Field definitions specific to GENERATE:

outputHash
Hash of the generated content (enables verification without storing content)
outputType
MIME type of generated content
c2paManifestId
OPTIONAL. Reference to C2PA manifest if content provenance is embedded in output

GENERATE events are typically not the focus of regulatory audits since successful generation is observable through content existence and downstream provenance (e.g., C2PA manifests, SynthID watermarks). They are included here to enable completeness invariant verification.

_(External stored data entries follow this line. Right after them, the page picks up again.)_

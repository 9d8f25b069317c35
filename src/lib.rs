// ABOUTME: Library root for billing-mirror - exports the mirror engine and its surfaces
// ABOUTME: Mirrors a billing provider's object graph into a local reconciled store

pub mod billing;
pub mod bootstrap;
pub mod commands;
pub mod config;
pub mod dispatch;
pub mod entity;
pub mod error;
pub mod mirror;
pub mod reconcile;
pub mod remote;
pub mod schema;
pub mod state;
pub mod sync;
pub mod tags;
pub mod webhook;

pub use error::{MirrorError, RemoteError, RemoteErrorKind, Result};
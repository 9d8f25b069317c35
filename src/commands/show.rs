// ABOUTME: Show command - prints one mirrored record with its metadata as JSON
// ABOUTME: Optionally refreshes the record from the provider first

use anyhow::{anyhow, Context, Result};
use mirror_store::Record;
use serde_json::{json, Map, Value};

use crate::billing::Billing;
use crate::config::MirrorConfig;
use crate::entity::EntityKind;

pub async fn show(
    config: &MirrorConfig,
    kind: &str,
    id: &str,
    parent: Option<&str>,
    refresh: bool,
) -> Result<()> {
    let kind: EntityKind = kind.parse()?;
    let mirror = if refresh {
        super::connect(config)?
    } else {
        super::connect_local(config)?
    };
    let billing = Billing::new(mirror);

    let mirrored = billing
        .retrieve(kind, parent, id, refresh)
        .await
        .with_context(|| format!("Failed to read {} {}", kind, id))?
        .ok_or_else(|| anyhow!("{} {} is not mirrored", kind, id))?;
    let metadata = billing.mirror().metadata(kind, id)?;

    let expanded: Map<String, Value> = mirrored
        .expanded
        .iter()
        .map(|(column, record)| (column.clone(), render(record)))
        .collect();
    let mut output = render(&mirrored.record);
    output["kind"] = json!(kind.as_str());
    output["metadata"] = json!(metadata);
    output["expanded"] = Value::Object(expanded);

    println!("{}", serde_json::to_string_pretty(&output)?);
    Ok(())
}

fn render(record: &Record) -> Value {
    json!({
        "id": record.id,
        "attributes": record.attributes,
        "change_id": record.change_id,
        "sync_id": record.sync_id,
    })
}
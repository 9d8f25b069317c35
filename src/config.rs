// ABOUTME: billing-mirror.toml loading, defaults and command-line overrides
// ABOUTME: Provider credentials, mirror database location, webhook listener and bootstrap entries

use std::fmt;
use std::path::{Path, PathBuf};
use std::time::Duration;

use anyhow::{bail, Context, Result};
use serde::{Deserialize, Serialize};

use crate::bootstrap::BootstrapConfig;

pub const DEFAULT_CONFIG_FILE: &str = "billing-mirror.toml";
pub const DEFAULT_API_BASE: &str = "https://api.stripe.com/v1";

#[derive(Debug, Clone, Default, PartialEq, Serialize, Deserialize)]
#[serde(default)]
pub struct MirrorConfig {
    pub api: ApiConfig,
    pub store: StoreConfig,
    pub webhook: WebhookConfig,
    pub bootstrap: BootstrapConfig,
}

#[derive(Clone, PartialEq, Serialize, Deserialize)]
#[serde(default)]
pub struct ApiConfig {
    pub base_url: String,
    pub api_key: Option<String>,
    /// Sent as the `Stripe-Version` header when set.
    pub version: Option<String>,
    pub timeout_secs: u64,
}

impl Default for ApiConfig {
    fn default() -> Self {
        Self {
            base_url: DEFAULT_API_BASE.to_string(),
            api_key: None,
            version: None,
            timeout_secs: 30,
        }
    }
}

impl fmt::Debug for ApiConfig {
    fn fmt(&self, formatter: &mut fmt::Formatter<'_>) -> fmt::Result {
        formatter
            .debug_struct("ApiConfig")
            .field("base_url", &self.base_url)
            .field("api_key", &self.api_key.as_ref().map(|_| "[REDACTED]"))
            .field("version", &self.version)
            .field("timeout_secs", &self.timeout_secs)
            .finish()
    }
}

impl ApiConfig {
    pub fn timeout(&self) -> Duration {
        Duration::from_secs(self.timeout_secs)
    }
}

#[derive(Debug, Clone, PartialEq, Serialize, Deserialize)]
#[serde(default)]
pub struct StoreConfig {
    pub path: PathBuf,
}

impl Default for StoreConfig {
    fn default() -> Self {
        Self {
            path: default_store_path(),
        }
    }
}

#[derive(Debug, Clone, PartialEq, Serialize, Deserialize)]
#[serde(default)]
pub struct WebhookConfig {
    pub listen: String,
    pub path: String,
    /// Answer 200 to events whose handling failed.
    pub acknowledge_failures: bool,
    /// Re-read each object from the provider before mirroring it.
    pub refresh_objects: bool,
}

impl Default for WebhookConfig {
    fn default() -> Self {
        Self {
            listen: "127.0.0.1:8088".to_string(),
            path: "/webhooks/billing".to_string(),
            acknowledge_failures: false,
            refresh_objects: true,
        }
    }
}

/// `~/.billing-mirror/mirror.db`, or a relative `.billing-mirror/` without a home directory.
pub fn default_store_path() -> PathBuf {
    dirs::home_dir()
        .map(|home| home.join(".billing-mirror"))
        .unwrap_or_else(|| PathBuf::from(".billing-mirror"))
        .join("mirror.db")
}

/// Values given on the command line; each one set wins over the file.
#[derive(Debug, Clone, Default)]
pub struct Overrides {
    pub database: Option<PathBuf>,
    pub api_key: Option<String>,
    pub api_base: Option<String>,
    pub listen: Option<String>,
}

impl MirrorConfig {
    pub fn from_toml_str(contents: &str) -> Result<Self> {
        toml::from_str(contents).context("Failed to parse billing-mirror configuration")
    }

    /// Load `path`. A missing file is only an error when it was asked for
    /// explicitly; otherwise defaults apply.
    pub fn load(path: Option<&Path>) -> Result<Self> {
        let (path, explicit) = match path {
            Some(path) => (path.to_path_buf(), true),
            None => (PathBuf::from(DEFAULT_CONFIG_FILE), false),
        };

        if !path.exists() {
            if explicit {
                bail!("Config file {:?} does not exist", path);
            }
            tracing::debug!("No {} found, using defaults", DEFAULT_CONFIG_FILE);
            return Ok(Self::default());
        }

        let contents = std::fs::read_to_string(&path)
            .with_context(|| format!("Failed to read config file {:?}", path))?;
        Self::from_toml_str(&contents).with_context(|| format!("Invalid config file {:?}", path))
    }

    pub fn apply(&mut self, overrides: Overrides) {
        if let Some(database) = overrides.database {
            self.store.path = database;
        }
        if let Some(api_key) = overrides.api_key {
            self.api.api_key = Some(api_key);
        }
        if let Some(api_base) = overrides.api_base {
            self.api.base_url = api_base;
        }
        if let Some(listen) = overrides.listen {
            self.webhook.listen = listen;
        }
    }

    pub fn validate(&self) -> Result<()> {
        url::Url::parse(&self.api.base_url)
            .with_context(|| format!("Invalid API base URL '{}'", self.api.base_url))?;
        if self.api.timeout_secs == 0 {
            bail!("api.timeout_secs must be greater than zero");
        }
        if !self.webhook.path.starts_with('/') {
            bail!("webhook.path must start with '/', got '{}'", self.webhook.path);
        }
        Ok(())
    }

    /// The API key, required by every command that talks to the provider.
    pub fn require_api_key(&self) -> Result<&str> {
        match self.api.api_key.as_deref() {
            Some(key) if !key.trim().is_empty() => Ok(key),
            _ => bail!(
                "An API key is required. Pass --api-key, set BILLING_API_KEY, or add api.api_key to {}",
                DEFAULT_CONFIG_FILE
            ),
        }
    }
}
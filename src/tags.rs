// ABOUTME: Correlation tags written on every mirrored row: change ids and sync ids
// ABOUTME: SyncContext carries the run tag through a call chain instead of shared mutable state

use std::fmt;

use uuid::Uuid;

fn generate() -> String {
    let random = Uuid::new_v4().simple().to_string();
    format!("{}-{}", chrono::Utc::now().timestamp(), &random[..10])
}

/// Identifies one logical mirroring operation (one top-level API call or
/// notification). Rows of a parent not carrying it are tombstone candidates.
#[derive(Debug, Clone, PartialEq, Eq, Hash)]
pub struct ChangeId(String);

impl ChangeId {
    pub fn generate() -> Self {
        Self(generate())
    }

    pub fn as_str(&self) -> &str {
        &self.0
    }
}

impl From<&str> for ChangeId {
    fn from(value: &str) -> Self {
        Self(value.to_string())
    }
}

impl fmt::Display for ChangeId {
    fn fmt(&self, f: &mut fmt::Formatter<'_>) -> fmt::Result {
        f.write_str(&self.0)
    }
}

/// Identifies one full-sync run. Rows of a type not carrying the latest run's
/// id are stale once that run completes.
#[derive(Debug, Clone, PartialEq, Eq, Hash)]
pub struct SyncId(String);

impl SyncId {
    pub fn generate() -> Self {
        Self(generate())
    }

    pub fn as_str(&self) -> &str {
        &self.0
    }
}

impl From<&str> for SyncId {
    fn from(value: &str) -> Self {
        Self(value.to_string())
    }
}

impl fmt::Display for SyncId {
    fn fmt(&self, f: &mut fmt::Formatter<'_>) -> fmt::Result {
        f.write_str(&self.0)
    }
}

/// Tags stamped on every row written by one operation.
#[derive(Debug, Clone, PartialEq, Eq)]
pub struct OperationTags {
    pub change_id: ChangeId,
    pub sync_id: SyncId,
}

impl OperationTags {
    pub fn new(change_id: ChangeId, sync_id: SyncId) -> Self {
        Self { change_id, sync_id }
    }

    /// Tags for a one-off write outside any full sync.
    pub fn incremental() -> Self {
        Self::new(ChangeId::generate(), SyncId::generate())
    }
}

/// Call-local run context.
///
/// A full-sync invocation creates one and passes it to every type it syncs;
/// nothing about the current run lives in shared state, so concurrent runs
/// cannot see each other's sync id.
#[derive(Debug, Clone)]
pub struct SyncContext {
    sync_id: SyncId,
}

impl SyncContext {
    /// Context for a new full-sync run with a freshly generated sync id.
    pub fn full_run() -> Self {
        Self::with_sync_id(SyncId::generate())
    }

    pub fn with_sync_id(sync_id: SyncId) -> Self {
        Self { sync_id }
    }

    pub fn sync_id(&self) -> &SyncId {
        &self.sync_id
    }

    /// Fresh change id for one item, sharing this context's sync id.
    pub fn operation(&self) -> OperationTags {
        OperationTags::new(ChangeId::generate(), self.sync_id.clone())
    }
}
//! Local mirror storage.
//!
//! One table per mirrored entity kind plus a shared `metadata` table keyed by
//! (owner type, owner id, key). Writes are expressed as [`WriteOp`]s and a
//! batch of them is applied in a single transaction. Named leases in the same
//! database let separate processes take turns at exclusive work.

pub mod error;
pub mod record;
pub mod sqlite;
pub mod store;

pub use error::{Result, StoreError};
pub use record::{
    ApplyOutcome, Condition, MetadataRow, MetadataSelector, Record, Selector, TableSpec, WriteOp,
    LEASE_TABLE, METADATA_TABLE,
};
pub use sqlite::SqliteMirrorStore;
pub use store::MirrorStore;
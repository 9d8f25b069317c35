// ABOUTME: CLI entry point for billing-mirror
// ABOUTME: Parses commands, layers flags over the config file and routes to handlers

use std::path::PathBuf;

use anyhow::Context;
use billing_mirror::commands;
use billing_mirror::config::{MirrorConfig, Overrides};
use clap::{Parser, Subcommand};

#[derive(Parser)]
#[command(name = "billing-mirror")]
#[command(about = "Mirror a billing provider's objects into a local SQLite database", long_about = None)]
#[command(version)]
struct Cli {
    /// Path to billing-mirror.toml (defaults to ./billing-mirror.toml when present)
    #[arg(long, global = true)]
    config: Option<PathBuf>,
    /// Set the log level (error, warn, info, debug, trace)
    #[arg(long, global = true, default_value = "info")]
    log: String,
    /// Mirror database file (overrides store.path)
    #[arg(long, global = true)]
    database: Option<PathBuf>,
    /// Provider secret key (falls back to BILLING_API_KEY env)
    #[arg(long = "api-key", env = "BILLING_API_KEY", global = true, hide_env_values = true)]
    api_key: Option<String>,
    /// Provider API base URL (overrides api.base_url)
    #[arg(long = "api-base", global = true)]
    api_base: Option<String>,
    #[command(subcommand)]
    command: Commands,
}

#[derive(Subcommand)]
enum Commands {
    /// Fully sync remote collections and purge what no longer exists remotely
    Sync {
        /// Collections to sync (charges, coupons, customers, disputes, invoice_items,
        /// invoices, plans, refunds, subscriptions). All when omitted.
        selectors: Vec<String>,
    },
    /// Run the webhook endpoint that keeps the mirror current
    Serve {
        /// Address to listen on (overrides webhook.listen)
        #[arg(long)]
        listen: Option<String>,
    },
    /// Create the plans and coupons listed in the config file
    Bootstrap,
    /// Delete every mirrored record
    Clear {
        /// Skip confirmation prompt
        #[arg(short = 'y', long)]
        yes: bool,
    },
    /// Print one mirrored record as JSON
    Show {
        /// Entity kind (customer, card, charge, ...) or table name
        kind: String,
        id: String,
        /// Owning object id, required to refresh cards (the customer)
        #[arg(long)]
        parent: Option<String>,
        /// Re-read the object from the provider before printing it
        #[arg(long)]
        refresh: bool,
    },
    /// Show local record counts and the last full sync of each collection
    Status,
}

#[tokio::main]
async fn main() -> anyhow::Result<()> {
    let cli = Cli::parse();

    // Initialize logging
    // 1. RUST_LOG environment variable has highest precedence
    // 2. --log flag is used if RUST_LOG is not set
    let env_filter = tracing_subscriber::EnvFilter::try_from_default_env()
        .unwrap_or_else(|_| tracing_subscriber::EnvFilter::new(cli.log.clone()));
    tracing_subscriber::fmt().with_env_filter(env_filter).init();

    let mut config =
        MirrorConfig::load(cli.config.as_deref()).context("Failed to load configuration")?;
    let listen = match &cli.command {
        Commands::Serve { listen } => listen.clone(),
        _ => None,
    };
    config.apply(Overrides {
        database: cli.database,
        api_key: cli.api_key,
        api_base: cli.api_base,
        listen,
    });

    match cli.command {
        Commands::Sync { selectors } => commands::sync(&config, &selectors).await,
        Commands::Serve { .. } => commands::serve(&config).await,
        Commands::Bootstrap => commands::bootstrap(&config).await,
        Commands::Clear { yes } => commands::clear(&config, yes),
        Commands::Show {
            kind,
            id,
            parent,
            refresh,
        } => commands::show(&config, &kind, &id, parent.as_deref(), refresh).await,
        Commands::Status => commands::status(&config).await,
    }
}
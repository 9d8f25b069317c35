// ABOUTME: Sync command - full sync of the selected targets under one run id
// ABOUTME: Shows a spinner while syncing and persists the per-target sync state

use std::time::Duration;

use anyhow::{bail, Context, Result};
use indicatif::{ProgressBar, ProgressStyle};

use crate::config::MirrorConfig;
use crate::entity::SyncTarget;
use crate::state::SyncState;
use crate::sync::{SyncEngine, SyncProgress};
use crate::tags::SyncContext;

/// Run a full sync of `selectors` (every target when empty).
///
/// Unknown selectors are rejected before anything is listed. A failing
/// target does not stop the others, but makes the command fail at the end.
pub async fn sync(config: &MirrorConfig, selectors: &[String]) -> Result<()> {
    let targets = SyncTarget::parse_selectors(selectors)?;
    let mirror = super::connect(config)?;
    let engine = SyncEngine::new(mirror);

    let state_path = SyncState::default_path(&config.store.path);
    let mut state = SyncState::load_or_new(&state_path, &config.store.path).await?;

    let ctx = SyncContext::full_run();
    tracing::info!(
        "Starting full sync of {} target(s) (run {})",
        targets.len(),
        ctx.sync_id()
    );

    let style = ProgressStyle::with_template("{spinner} {msg}")
        .context("Invalid progress template")?;
    let spinner = ProgressBar::new_spinner().with_style(style);
    spinner.enable_steady_tick(Duration::from_millis(120));

    let report = engine
        .sync_targets_with_progress(&targets, &ctx, |event| match event {
            SyncProgress::Started(target) => spinner.set_message(format!("{}: listing", target)),
            SyncProgress::Mirrored(target, mirrored) => {
                spinner.set_message(format!("{}: {} records", target, mirrored))
            }
            SyncProgress::Completed(stats) => spinner.println(format!(
                "✓ {}: {} mirrored, {} stale removed",
                stats.target, stats.records_mirrored, stats.records_deleted
            )),
            SyncProgress::Failed(target, e) => spinner.println(format!("✗ {}: {}", target, e)),
        })
        .await;
    spinner.finish_and_clear();

    for stats in &report.completed {
        state.record(stats, ctx.sync_id());
    }
    state
        .save(&state_path)
        .await
        .context("Failed to save sync state")?;

    println!(
        "Mirrored {} records, removed {} stale records ({}ms)",
        report.records_mirrored(),
        report.records_deleted(),
        report.duration_ms
    );

    if !report.is_success() {
        let failed: Vec<&str> = report
            .errors
            .iter()
            .map(|(target, _)| target.selector())
            .collect();
        bail!("Sync failed for: {}", failed.join(", "));
    }
    tracing::info!("Full sync complete");
    Ok(())
}
// ABOUTME: Status command - local record counts per kind and the last sync of each target
// ABOUTME: Reads only the mirror database and the sync state file

use anyhow::{Context, Result};

use crate::config::MirrorConfig;
use crate::entity::{EntityKind, SyncTarget};
use crate::state::SyncState;

pub async fn status(config: &MirrorConfig) -> Result<()> {
    let store = super::open_store(config)?;

    println!("Mirror database: {}", config.store.path.display());
    println!();
    println!("{:<22} {:>10}", "table", "records");
    for kind in EntityKind::ALL {
        let table = kind.table().name;
        let count = store
            .count(table)
            .with_context(|| format!("Failed to count {}", table))?;
        println!("{:<22} {:>10}", table, count);
    }

    let state_path = SyncState::default_path(&config.store.path);
    let state = SyncState::load_or_new(&state_path, &config.store.path).await?;

    println!();
    println!("{:<16} {:<26} {:>9} {:>9}", "target", "last full sync", "mirrored", "deleted");
    for target in SyncTarget::ALL {
        match state.get(target.selector()) {
            Some(last) => println!(
                "{:<16} {:<26} {:>9} {:>9}",
                target.selector(),
                last.last_sync_at.format("%Y-%m-%d %H:%M:%S UTC"),
                last.records_mirrored,
                last.records_deleted
            ),
            None => println!("{:<16} {:<26}", target.selector(), "never"),
        }
    }
    Ok(())
}
// ABOUTME: Tree-shaped reconciliation plans compiled into store writes
// ABOUTME: One plan per mirrored parent: upserts, metadata replacement and child tombstones

use std::collections::BTreeMap;

use mirror_store::{MetadataRow, MetadataSelector, Record, Selector, WriteOp};
use serde_json::{Map, Value};

use crate::entity::EntityKind;
use crate::schema;
use crate::tags::{OperationTags, SyncId};

/// One entity in a reconciliation plan, with the child collections it owns.
#[derive(Debug, Clone, PartialEq)]
pub struct ReconcileNode {
    pub kind: EntityKind,
    pub id: String,
    pub attributes: Map<String, Value>,
    /// The complete remote metadata map. Ignored for kinds without metadata.
    pub metadata: BTreeMap<String, String>,
    pub children: Vec<ChildSet>,
}

/// The complete current remote view of one child collection of a parent.
#[derive(Debug, Clone, PartialEq)]
pub struct ChildSet {
    pub kind: EntityKind,
    /// Rows of `kind` owned by the parent.
    pub scope: Selector,
    pub nodes: Vec<ReconcileNode>,
}

impl ReconcileNode {
    pub fn new(kind: EntityKind, id: String, attributes: Map<String, Value>) -> Self {
        Self {
            kind,
            id,
            attributes,
            metadata: BTreeMap::new(),
            children: Vec::new(),
        }
    }

    /// Number of entities in this subtree, including this one.
    pub fn entity_count(&self) -> usize {
        1 + self
            .children
            .iter()
            .flat_map(|set| set.nodes.iter())
            .map(ReconcileNode::entity_count)
            .sum::<usize>()
    }

    pub fn record(&self, tags: &OperationTags) -> Record {
        Record {
            id: self.id.clone(),
            attributes: self.attributes.clone(),
            change_id: tags.change_id.to_string(),
            sync_id: tags.sync_id.to_string(),
        }
    }

    /// Compile the plan into writes: each node is upserted, its metadata is
    /// replaced, and each child set is mirrored and then tombstoned.
    pub fn compile(&self, tags: &OperationTags) -> Vec<WriteOp> {
        let mut ops = Vec::with_capacity(self.entity_count() * 2);
        self.compile_into(tags, &mut ops);
        ops
    }

    fn compile_into(&self, tags: &OperationTags, ops: &mut Vec<WriteOp>) {
        let change_id = tags.change_id.as_str();

        ops.push(WriteOp::Upsert {
            table: self.kind.table().name,
            record: self.record(tags),
        });

        if let Some(owner_type) = self.kind.metadata_owner() {
            for (key, value) in &self.metadata {
                ops.push(WriteOp::UpsertMetadata(MetadataRow {
                    owner_type: owner_type.to_string(),
                    owner_id: self.id.clone(),
                    key: key.clone(),
                    value: value.clone(),
                    change_id: change_id.to_string(),
                    sync_id: tags.sync_id.to_string(),
                }));
            }
            // An empty map still clears: it means every key was removed.
            ops.push(WriteOp::DeleteMetadata(
                MetadataSelector::owner(owner_type, self.id.clone()).except_change(change_id),
            ));
        }

        for set in &self.children {
            for node in &set.nodes {
                node.compile_into(tags, ops);
            }
            ops.push(WriteOp::DeleteRecords {
                table: set.kind.table().name,
                selector: set.scope.clone().not_eq("change_id", change_id),
                metadata_owner: set.kind.metadata_owner(),
            });
        }
    }
}

/// Writes removing one entity, its metadata, and every child it owns.
pub fn removal(kind: EntityKind, id: &str) -> Vec<WriteOp> {
    let mut ops = vec![WriteOp::DeleteRecords {
        table: kind.table().name,
        selector: Selector::id(id),
        metadata_owner: kind.metadata_owner(),
    }];
    for child in schema::spec(kind).children {
        ops.push(WriteOp::DeleteRecords {
            table: child.kind.table().name,
            selector: child.scope_selector(id),
            metadata_owner: child.kind.metadata_owner(),
        });
    }
    ops
}

/// Writes purging rows of `kind`, and of the collections it owns, that the
/// run `sync_id` did not touch. Only valid after a complete listing.
pub fn staleness(kind: EntityKind, sync_id: &SyncId) -> Vec<WriteOp> {
    let sync_id = sync_id.as_str();
    let mut ops = vec![WriteOp::DeleteRecords {
        table: kind.table().name,
        selector: Selector::new().not_eq("sync_id", sync_id),
        metadata_owner: kind.metadata_owner(),
    }];
    if let Some(owner_type) = kind.metadata_owner() {
        ops.push(WriteOp::DeleteMetadata(
            MetadataSelector::owner_type(owner_type).except_sync(sync_id),
        ));
    }

    for child in schema::spec(kind).children {
        ops.push(WriteOp::DeleteRecords {
            table: child.kind.table().name,
            selector: child.collection_selector().not_eq("sync_id", sync_id),
            metadata_owner: child.kind.metadata_owner(),
        });
        if let Some(owner_type) = child.kind.metadata_owner() {
            ops.push(WriteOp::DeleteMetadata(
                MetadataSelector::owner_type(owner_type).except_sync(sync_id),
            ));
        }
    }
    ops
}
//! Fluent assembly of Graph request paths with OData query options

use crate::api::constants::MAX_PAGE_SIZE;

/// Builds a relative request path with `$select`, `$filter`, `$top` and
/// `$expand` options. The filter value is URL-encoded; everything else is
/// passed through as given.
#[derive(Debug, Clone)]
pub struct QueryBuilder {
    resource: String,
    select: Option<String>,
    filter: Option<String>,
    top: Option<u32>,
    expand: Option<String>,
}

impl QueryBuilder {
    /// `resource` is the collection path relative to the API root, e.g.
    /// `users` or `users/{id}/messages`.
    pub fn new(resource: impl Into<String>) -> Self {
        Self {
            resource: resource.into(),
            select: None,
            filter: None,
            top: None,
            expand: None,
        }
    }

    pub fn select(mut self, fields: &str) -> Self {
        self.select = Some(fields.to_string());
        self
    }

    pub fn filter(mut self, filter: Option<String>) -> Self {
        self.filter = filter.filter(|f| !f.is_empty());
        self
    }

    /// Page-size hint, capped at the Graph `$top` ceiling.
    pub fn top(mut self, top: Option<u32>) -> Self {
        self.top = top.map(|t| t.min(MAX_PAGE_SIZE));
        self
    }

    pub fn expand(mut self, expand: &str) -> Self {
        self.expand = Some(expand.to_string());
        self
    }

    pub fn build(&self) -> String {
        let mut options = Vec::new();
        if let Some(select) = &self.select {
            options.push(format!("$select={}", select));
        }
        if let Some(filter) = &self.filter {
            options.push(format!("$filter={}", urlencoding::encode(filter)));
        }
        if let Some(top) = self.top {
            options.push(format!("$top={}", top));
        }
        if let Some(expand) = &self.expand {
            options.push(format!("$expand={}", expand));
        }

        if options.is_empty() {
            self.resource.clone()
        } else {
            format!("{}?{}", self.resource, options.join("&"))
        }
    }
}
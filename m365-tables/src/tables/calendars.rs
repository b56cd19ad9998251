//! The `m365_calendar` table

use anyhow::Context as _;
use async_trait::async_trait;
use std::sync::Arc;

use crate::api::manager::ConnectionContext;
use crate::api::query::QueryBuilder;
use crate::models::calendar::Calendar;
use crate::models::{json_bool, json_list, json_str, json_string};
use crate::plugin::{
    Column, ColumnType, KeyColumn, QueryContext, TableDescriptor, TableHandler, TableSchema,
};
use crate::tables::{resolve_user_id, stream_collection, suppress_ignorable};

const TABLE: &str = "m365_calendar";
const IGNORE: &[&str] = &[
    "ResourceNotFound",
    "ErrorItemNotFound",
    "MailboxNotEnabledForRESTAPI",
];

pub struct CalendarTable {
    descriptor: TableDescriptor,
    schema: TableSchema<Calendar>,
}

impl CalendarTable {
    pub fn handler() -> Arc<dyn TableHandler> {
        Arc::new(Self::new())
    }

    pub fn new() -> Self {
        let schema = Self::schema();
        let descriptor = TableDescriptor {
            name: TABLE,
            description: "Calendars of a user. Users without a provisioned mailbox yield no rows.",
            columns: schema.defs(),
            list_key_columns: vec![KeyColumn::optional("user_id")],
            get_key_columns: vec![],
            ignore_codes: IGNORE,
        };
        Self { descriptor, schema }
    }

    fn schema() -> TableSchema<Calendar> {
        TableSchema::new(vec![
            Column::new("id", ColumnType::String, "Unique identifier for the calendar.", |c: &Calendar| {
                json_str(&c.id)
            }),
            Column::new("name", ColumnType::String, "Calendar name.", |c: &Calendar| {
                json_string(&c.name)
            }),
            Column::new("color", ColumnType::String, "Theme color.", |c: &Calendar| {
                json_string(&c.color)
            }),
            Column::new("change_key", ColumnType::String, "Version marker.", |c: &Calendar| {
                json_string(&c.change_key)
            }),
            Column::new("can_edit", ColumnType::Bool, "Whether the user can write to the calendar.", |c: &Calendar| {
                json_bool(&c.can_edit)
            }),
            Column::new("can_share", ColumnType::Bool, "Whether the user can share the calendar.", |c: &Calendar| {
                json_bool(&c.can_share)
            }),
            Column::new("can_view_private_items", ColumnType::Bool, "Whether private items are visible.", |c: &Calendar| {
                json_bool(&c.can_view_private_items)
            }),
            Column::new("is_default_calendar", ColumnType::Bool, "Whether this is the user's default calendar.", |c: &Calendar| {
                json_bool(&c.is_default_calendar)
            }),
            Column::new("is_removable", ColumnType::Bool, "Whether the calendar can be deleted.", |c: &Calendar| {
                json_bool(&c.is_removable)
            }),
            Column::new("owner_name", ColumnType::String, "Display name of the owner.", |c: &Calendar| {
                c.owner_name().and_then(json_str)
            }),
            Column::new("owner_address", ColumnType::String, "SMTP address of the owner.", |c: &Calendar| {
                c.owner_address().and_then(json_str)
            }),
            Column::new("allowed_online_meeting_providers", ColumnType::Json, "Meeting providers that can be used.", |c: &Calendar| {
                json_list(&c.allowed_online_meeting_providers)
            }),
            Column::new("user_id", ColumnType::String, "ID or principal name of the user owning the calendar.", |_| None),
        ])
    }
}

#[async_trait]
impl TableHandler for CalendarTable {
    fn descriptor(&self) -> &TableDescriptor {
        &self.descriptor
    }

    async fn list(&self, conn: &ConnectionContext, ctx: &QueryContext) -> anyhow::Result<()> {
        let result = async {
            let user_id = resolve_user_id(conn, ctx)?;
            let client = conn.client().await.context("Failed to create Graph client")?;
            let path = QueryBuilder::new(format!("users/{}/calendars", user_id))
                .top(Some(ctx.top_hint()))
                .build();
            stream_collection(
                &client,
                &path,
                &self.schema,
                ctx,
                &[("user_id", Some(user_id.clone()))],
            )
            .await
            .with_context(|| format!("Failed to list calendars for user {}", user_id))
        }
        .await;
        suppress_ignorable(result, TABLE, IGNORE)
    }
}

6.4. ERROR Signed Statement Payload

An ERROR records that a request failed due to system issues:

{
  "eventType": "ERROR",
  "eventId": "019467a1-0001-7000-0000-000000000003",
  "chainId": "019467a0-0000-7000-0000-000000000000",
  "timestamp": "2026-01-29T14:23:45.200Z",
  "issuer": "urn:example:ai-service:img-gen-prod",
  "attemptId": "019467a1-0001-7000-0000-000000000001",
  "errorCode": "TIMEOUT",
  "errorMessage": "Model inference timeout after 30s",
  "hashAlgo": "SHA256",
  "signAlgo": "ED25519",
  "prevHash": "sha256:e5f6g7h8i9j0e5f6g7h8i9j0e5f6g7h8...",
  "eventHash": "sha256:h8i9j0k1l2m3h8i9j0k1l2m3h8i9j0k1..."
}

ERROR events indicate system failures, not policy decisions. A high ERROR rate may indicate operational issues or potential abuse (e.g., adversarial inputs designed to crash the system). Implementations SHOULD monitor ERROR rates and investigate anomalies.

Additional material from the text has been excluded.